Problem requirements:
Each line of the entries below that holds "Copy" is needed, copied in full.

(Saved entries)
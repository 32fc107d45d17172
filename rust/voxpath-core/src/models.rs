use serde::{Deserialize, Serialize};

/// Integer grid cell.
#[derive(Clone, Copy, Debug, PartialEq, Eq, Hash, Serialize, Deserialize)]
pub struct Coord {
    pub x: i32,
    pub y: i32,
    pub z: i32,
}

impl Coord {
    pub const fn new(x: i32, y: i32, z: i32) -> Self { Self { x, y, z } }

    /// `None` when any axis would leave the `i32` range.
    pub fn checked_offset(self, dx: i32, dy: i32, dz: i32) -> Option<Self> {
        Some(Self { x: self.x.checked_add(dx)?, y: self.y.checked_add(dy)?, z: self.z.checked_add(dz)? })
    }
}

impl From<[i32; 3]> for Coord {
    fn from(v: [i32; 3]) -> Self { Coord::new(v[0], v[1], v[2]) }
}

/// World-space position as sent by callers. Quantized to a [`Coord`] by flooring each axis.
#[derive(Clone, Copy, Debug, PartialEq, Serialize, Deserialize)]
pub struct Position {
    pub x: f64,
    pub y: f64,
    pub z: f64,
}

impl Position {
    pub const fn new(x: f64, y: f64, z: f64) -> Self { Self { x, y, z } }

    /// Floors each axis, clamping values beyond the `i32` range to its nearest end.
    pub fn floor(self) -> Coord {
        Coord::new(floor_axis(self.x), floor_axis(self.y), floor_axis(self.z))
    }
}

fn floor_axis(v: f64) -> i32 {
    if v.is_nan() {
        return 0;
    }
    v.floor().clamp(i32::MIN as f64, i32::MAX as f64) as i32
}

impl From<Coord> for Position {
    fn from(c: Coord) -> Self { Position::new(c.x as f64, c.y as f64, c.z as f64) }
}

pub type RequestId = u64;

Result:
#[derive(Clone, Copy, Debug, PartialEq, Eq, Hash, Serialize, Deserialize)]
#[derive(Clone, Copy, Debug, PartialEq, Serialize, Deserialize)]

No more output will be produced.